Although constitutional as opposed to statutory and court-made requirements 1 all serve the same purpose, they differ in scope and application. In order to resolve the issue in this case, it is necessary to understand these differences and the interrelationship between constitutional and statutory prompt trial requirements.

In Barker v. Wingo, 407 U. S. 514, 92 S. Ct. 2182 (1972), the Supreme Court considered the prompt trial requirement established by the Sixth Amendment. The Court decided that a balancing test should be used to determine whether a prompt trial has been accorded an accused. Under that test, four factors must be considered — the length of the delay, the reason for the delay, the accused’s assertion of the right, and prejudice to the accused. 407 U. S. at 529-30, 92 S. Ct. at *3252191-92. In reaching this result, the Court expressly refused to rule that an accused must be tried within a specified period of time. The Court said:

“The result of such a ruling would have the virtue of clarifying when the right is infringed and of simplifying courts’ application of it. Recognizing this, some legislatures have enacted laws, and some courts have adopted procedural rules which more narrowly define the right.
“But such a result would require this Court to engage in legislative or rulemaking activity, rather than in the adjudicative process to which we should confine our efforts. We do not establish procedural rules for the States, except when mandated by the Constitution. We find no constitutional basis for holding that the speedy trial right can be quantified into a specified number of days or months. The States, of course, are free to prescribe a reasonable period consistent with constitutional standards, but our approach must be less precise.” 407 U. S. at 523, 92 S. Ct. at 2188 (footnotes omitted) (emphasis added).

This case establishes that state statutory prompt trial requirements may go beyond the Sixth Amendment balancing test and may broaden the scope and applicability of the Sixth Amendment prompt trial requirement by utilizing more rigid standards and narrower definitions in determining what constitutes a prompt trial. It demonstrates that state statutory prompt trial requirements are intended to implement the Sixth Amendment prompt trial requirement and to increase its effectiveness in reducing delay.

The legislative history of the Federal Speedy Trial Act of 1974, 18 U.S.C.A. § 3161 (1979 Cum. Supp.), which is analogous to state statutory prompt trial requirements in that it established a federal plan to insure that an accused is brought to trial within 100 days of arrest or summons, *326exemplifies the fact that statutory prompt trial requirements are intended to implement and increase the effectiveness of the Sixth Amendment requirement.
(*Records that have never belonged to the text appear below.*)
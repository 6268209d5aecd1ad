// src/errors.rs
//
//! Typed error classes surfaced by this crate.
//!
//! Most operations return `anyhow::Result`; these variants exist so callers
//! who need to distinguish a malformed locator from a data-contract
//! violation can `downcast_ref::<S3UtilError>()` on the error chain.

use thiserror::Error;

#[derive(Debug, Error)]
pub enum S3UtilError {
    /// The locator string does not follow the `s3://bucket/key` scheme.
    #[error("invalid S3 URI: {0}")]
    InvalidUri(String),

    /// An inventory record field did not match the expected format.
    /// This is fatal to the scan that produced it: a corrupt timestamp
    /// means the report schema no longer matches what we parse.
    #[error("malformed {column} value {value:?} in inventory record")]
    Format { column: String, value: String },
}
// src/config.rs
//
//! Ambient configuration lookup.
//!
//! Credentials and regions resolve through an ordered pair of environment
//! slots: an override slot first, then the conventional AWS slot. Absence
//! of both credential slots is a valid state (the signing engine falls back
//! to an unsigned request), not a configuration error.

use std::env;

use crate::constants::{
    DEFAULT_REGION, DEFAULT_SIGNING_REGION, ENV_ACCESS_KEY, ENV_BUCKET_ACCESS_KEY,
    ENV_BUCKET_REGION, ENV_BUCKET_SECRET_KEY, ENV_DEFAULT_REGION, ENV_REGION, ENV_SECRET_KEY,
    ENV_SESSION_TOKEN,
};

/// Return the first non-empty value among the given environment slots.
pub fn env_fallback(slots: &[&str]) -> Option<String> {
    slots
        .iter()
        .find_map(|name| env::var(name).ok().filter(|v| !v.is_empty()))
}

/// Credentials resolved for one signing request.
#[derive(Debug, Clone)]
pub struct SigningCredentials {
    pub access_key: String,
    pub secret_key: String,
    /// Attached only when the ambient session token exists and the
    /// override access-key slot was not used. Explicit override
    /// credentials never carry an implicit session token.
    pub session_token: Option<String>,
}

/// Resolve signing credentials from the ambient environment.
///
/// Returns `None` unless both an access key and a secret key resolve from
/// their slot pairs; callers treat `None` as "attempt an anonymous fetch".
pub fn resolve_credentials() -> Option<SigningCredentials> {
    let access_key = env_fallback(&[ENV_BUCKET_ACCESS_KEY, ENV_ACCESS_KEY])?;
    let secret_key = env_fallback(&[ENV_BUCKET_SECRET_KEY, ENV_SECRET_KEY])?;

    let override_slot_used = env::var(ENV_BUCKET_ACCESS_KEY).is_ok();
    let session_token = if override_slot_used {
        None
    } else {
        env_fallback(&[ENV_SESSION_TOKEN])
    };

    Some(SigningCredentials {
        access_key,
        secret_key,
        session_token,
    })
}

/// Region for the signing scope: explicit parameter, then the override
/// slot, then `AWS_REGION`, then the signing fallback constant.
pub fn resolve_signing_region(explicit: Option<&str>) -> String {
    explicit
        .map(str::to_string)
        .or_else(|| env_fallback(&[ENV_BUCKET_REGION, ENV_REGION]))
        .unwrap_or_else(|| DEFAULT_SIGNING_REGION.to_string())
}

/// Region for public virtual-hosted URLs: explicit parameter, then
/// `AWS_REGION`, then `AWS_DEFAULT_REGION`, then the crate default.
pub fn resolve_public_region(explicit: Option<&str>) -> String {
    explicit
        .map(str::to_string)
        .or_else(|| env_fallback(&[ENV_REGION, ENV_DEFAULT_REGION]))
        .unwrap_or_else(|| DEFAULT_REGION.to_string())
}

#[cfg(test)]
mod tests {
    use super::*;

    // Environment mutation is process-wide; each test uses slot names no
    // other test touches so they can run in parallel.

    #[test]
    fn test_env_fallback_prefers_first_slot() {
        unsafe {
            env::set_var("S3UTIL_TEST_SLOT_A", "override");
            env::set_var("S3UTIL_TEST_SLOT_B", "default");
        }
        assert_eq!(
            env_fallback(&["S3UTIL_TEST_SLOT_A", "S3UTIL_TEST_SLOT_B"]),
            Some("override".to_string())
        );
    }

    #[test]
    fn test_env_fallback_skips_empty_and_missing() {
        unsafe {
            env::set_var("S3UTIL_TEST_SLOT_EMPTY", "");
            env::set_var("S3UTIL_TEST_SLOT_SET", "value");
        }
        assert_eq!(
            env_fallback(&[
                "S3UTIL_TEST_SLOT_MISSING",
                "S3UTIL_TEST_SLOT_EMPTY",
                "S3UTIL_TEST_SLOT_SET",
            ]),
            Some("value".to_string())
        );
    }

    #[test]
    fn test_env_fallback_none_when_nothing_set() {
        assert_eq!(env_fallback(&["S3UTIL_TEST_SLOT_UNSET"]), None);
    }

    #[test]
    fn test_region_fallback_constants() {
        assert_eq!(resolve_signing_region(Some("ap-south-1")), "ap-south-1");
        assert_eq!(resolve_public_region(Some("us-west-2")), "us-west-2");
    }
}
The Report of the United States House of Representatives on the Federal Speedy Trial Act of 1974 states in pertinent part:

“The purpose of this bill is to assist in reducing crime and the danger of recidivism by requiring speedy trials____
“The Committee finds that the adoption of speedy trial legislation is necessary in order to give real meaning to that Sixth Amendment right.
“The Supreme Court has held that the right to a speedy trial is relative and depends upon a number of factors.. . . The task of balancing these factors and arriving at a conclusion which is fair in all cases is a difficult task. It provides no guidance to either the defendant or the criminal justice system. It is, in effect, a neutral test which reinforces the legitimacy of delay.” H.R. Rep. No. 1508, 93d Cong. 2d Sess., reprinted in, [1974] U. S. Code Cong. & Ad. News 7401, 7402, 7404-05 (emphasis added).
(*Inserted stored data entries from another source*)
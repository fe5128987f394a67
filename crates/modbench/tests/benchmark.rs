use std::time::Duration;

use modbench::bench::Benchmark;
use modbench::providers::rekognition::RekognitionProvider;
use modbench::providers::vision::{VisionAuth, VisionProvider};
use modbench::DetectError;
use reqwest::Client;
use serde_json::json;
use wiremock::matchers::{method, path};
use wiremock::{Mock, MockServer, ResponseTemplate};

const FAKE_JPEG: &[u8] = b"\xff\xd8\xff\xe0 not really a jpeg";

fn rekognition_for(server: &MockServer) -> RekognitionProvider {
    let conf = aws_sdk_rekognition::Config::builder()
        .behavior_version(aws_sdk_rekognition::config::BehaviorVersion::latest())
        .region(aws_sdk_rekognition::config::Region::new("us-east-1"))
        .credentials_provider(aws_sdk_rekognition::config::Credentials::new(
            "akid", "secret", None, None, "test",
        ))
        .retry_config(aws_sdk_rekognition::config::retry::RetryConfig::disabled())
        .endpoint_url(server.uri())
        .build();
    RekognitionProvider::from_conf(conf)
}

fn vision_for(server: &MockServer) -> VisionProvider {
    VisionProvider::new(
        VisionAuth::StaticToken("test_token".to_string()),
        Duration::from_secs(5),
    )
    .unwrap()
    .with_host(server.uri())
}

async fn mount_image(server: &MockServer, image_path: &str) {
    Mock::given(method("GET"))
        .and(path(image_path))
        .respond_with(ResponseTemplate::new(200).set_body_bytes(FAKE_JPEG))
        .mount(server)
        .await;
}

async fn mount_moderation(server: &MockServer) {
    Mock::given(method("POST"))
        .and(path("/"))
        .respond_with(
            ResponseTemplate::new(200)
                .insert_header("content-type", "application/x-amz-json-1.1")
                .set_body_string(r#"{"ModerationLabels":[],"ModerationModelVersion":"7.0"}"#),
        )
        .mount(server)
        .await;
}

async fn mount_safe_search(server: &MockServer) {
    Mock::given(method("POST"))
        .and(path("/v1/images:annotate"))
        .respond_with(ResponseTemplate::new(200).set_body_json(json!({
            "responses": [{
                "safeSearchAnnotation": {
                    "adult": "VERY_UNLIKELY",
                    "spoof": "VERY_UNLIKELY",
                    "medical": "VERY_UNLIKELY",
                    "violence": "UNLIKELY",
                    "racy": "UNLIKELY"
                }
            }]
        })))
        .mount(server)
        .await;
}

fn assert_report_line(line: &str, label: &str) {
    assert!(
        line.starts_with(&format!("{label} -> ")),
        "unexpected line: {line}"
    );
    let seconds = line
        .strip_prefix(&format!("{label} -> "))
        .and_then(|rest| rest.strip_suffix(" seconds"))
        .unwrap_or_else(|| panic!("unexpected line: {line}"));
    let seconds: f64 = seconds.parse().expect("seconds should parse as a float");
    assert!(seconds >= 0.0);
}

#[tokio::test]
async fn run_prints_one_line_per_benchmark() {
    let images = MockServer::start().await;
    let rekognition_server = MockServer::start().await;
    let vision_server = MockServer::start().await;

    mount_image(&images, "/images/picnic.jpg").await;
    mount_image(&images, "/images/swimwear.jpg").await;
    mount_moderation(&rekognition_server).await;
    mount_safe_search(&vision_server).await;

    let benchmark = Benchmark::new(
        rekognition_for(&rekognition_server),
        vision_for(&vision_server),
        Client::new(),
    );

    let urls = vec![
        format!("{}/images/picnic.jpg", images.uri()),
        format!("{}/images/swimwear.jpg", images.uri()),
    ];

    let mut out = Vec::new();
    benchmark.run(&urls, &mut out).await.unwrap();

    let report = String::from_utf8(out).unwrap();
    let lines: Vec<&str> = report.lines().collect();
    assert_eq!(lines.len(), 6);

    assert_report_line(lines[0], "AWS / picnic");
    assert_report_line(lines[1], "AWS / swimwear");
    assert_report_line(lines[2], "GCP(url) / picnic");
    assert_report_line(lines[3], "GCP(url) / swimwear");
    assert_report_line(lines[4], "GCP(download) / picnic");
    assert_report_line(lines[5], "GCP(download) / swimwear");
}

#[tokio::test]
async fn run_still_reports_when_detection_fails() {
    let images = MockServer::start().await;
    let rekognition_server = MockServer::start().await;
    let vision_server = MockServer::start().await;

    mount_image(&images, "/images/picnic.jpg").await;
    // Both services fall over; the report must come out regardless.
    Mock::given(method("POST"))
        .respond_with(ResponseTemplate::new(500))
        .mount(&rekognition_server)
        .await;
    Mock::given(method("POST"))
        .respond_with(ResponseTemplate::new(500))
        .mount(&vision_server)
        .await;

    let benchmark = Benchmark::new(
        rekognition_for(&rekognition_server),
        vision_for(&vision_server),
        Client::new(),
    );

    let urls = vec![format!("{}/images/picnic.jpg", images.uri())];
    let mut out = Vec::new();
    benchmark.run(&urls, &mut out).await.unwrap();

    let report = String::from_utf8(out).unwrap();
    let lines: Vec<&str> = report.lines().collect();
    assert_eq!(lines.len(), 3);
    assert_report_line(lines[0], "AWS / picnic");
    assert_report_line(lines[1], "GCP(url) / picnic");
    assert_report_line(lines[2], "GCP(download) / picnic");
}

#[tokio::test]
async fn safe_search_by_reference_never_fetches_locally() {
    let images = MockServer::start().await;
    let vision_server = MockServer::start().await;
    let rekognition_server = MockServer::start().await;

    // Any local fetch against the image host is a contract violation.
    Mock::given(method("GET"))
        .respond_with(ResponseTemplate::new(200).set_body_bytes(FAKE_JPEG))
        .expect(0)
        .mount(&images)
        .await;
    mount_safe_search(&vision_server).await;

    let benchmark = Benchmark::new(
        rekognition_for(&rekognition_server),
        vision_for(&vision_server),
        Client::new(),
    );

    let url = format!("{}/images/picnic.jpg", images.uri());
    benchmark.safe_search_by_reference(&url).await.unwrap();
}

#[tokio::test]
async fn safe_search_by_upload_skips_detection_when_fetch_fails() {
    let images = MockServer::start().await;
    let vision_server = MockServer::start().await;
    let rekognition_server = MockServer::start().await;

    Mock::given(method("GET"))
        .respond_with(ResponseTemplate::new(500))
        .mount(&images)
        .await;
    Mock::given(method("POST"))
        .respond_with(ResponseTemplate::new(200))
        .expect(0)
        .mount(&vision_server)
        .await;

    let benchmark = Benchmark::new(
        rekognition_for(&rekognition_server),
        vision_for(&vision_server),
        Client::new(),
    );

    let url = format!("{}/images/picnic.jpg", images.uri());
    let err = benchmark.safe_search_by_upload(&url).await.unwrap_err();
    assert!(matches!(err, DetectError::Download(_)));
}

#[tokio::test]
async fn batch_safe_search_fails_fast_on_download_error() {
    let images = MockServer::start().await;
    let vision_server = MockServer::start().await;
    let rekognition_server = MockServer::start().await;

    mount_image(&images, "/images/first.jpg").await;
    Mock::given(method("GET"))
        .and(path("/images/second.jpg"))
        .respond_with(ResponseTemplate::new(404))
        .mount(&images)
        .await;
    // The URL after the failing one must never be requested.
    Mock::given(method("GET"))
        .and(path("/images/third.jpg"))
        .respond_with(ResponseTemplate::new(200).set_body_bytes(FAKE_JPEG))
        .expect(0)
        .mount(&images)
        .await;
    // No batch call goes out when a download failed.
    Mock::given(method("POST"))
        .respond_with(ResponseTemplate::new(200))
        .expect(0)
        .mount(&vision_server)
        .await;

    let benchmark = Benchmark::new(
        rekognition_for(&rekognition_server),
        vision_for(&vision_server),
        Client::new(),
    );

    let urls = vec![
        format!("{}/images/first.jpg", images.uri()),
        format!("{}/images/second.jpg", images.uri()),
        format!("{}/images/third.jpg", images.uri()),
    ];

    let err = benchmark.batch_safe_search(&urls).await.unwrap_err();
    assert!(matches!(err, DetectError::Download(_)));
}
Additionally, practical experience shows that statutory requirements not only were intended to, but do in fact, exceed the prompt trial requirement of the Sixth Amendment. Indeed, where both Sixth Amendment and statutory prompt trial requirements exist, the Sixth Amendment requirement has proved of little practical use. Note, The Right to a Speedy Criminal Trial, 57 Colum. L. Rev. at 848. As stated in the American Bar Association Project on Minimum Standards for Criminal Justice, Standards Relating to Speedy Trial at p. 2 (Approved Draft 1968):

“If a statutory violation is found, there is seldom any inquiry into the alleged constitutional denial; and if the statute has not been violated, it is typically assumed that the constitution is satisfied.”

*327It is clear, therefore, that statutory prompt trial requirements are intended to, and do in fact, broaden the scope and applicability of the Sixth Amendment requirement and increase its effectiveness in reducing delay by mandating that trials be held more promptly than is required by the Sixth Amendment. Those statutory requirements implement, effectuate, and “put teeth” into the Sixth Amendment. Given this interrelationship, it would be, in my view, incongruous to interpret a statutory requirement as being narrower in scope and applicability and, therefore, less effective than the Sixth Amendment requirement.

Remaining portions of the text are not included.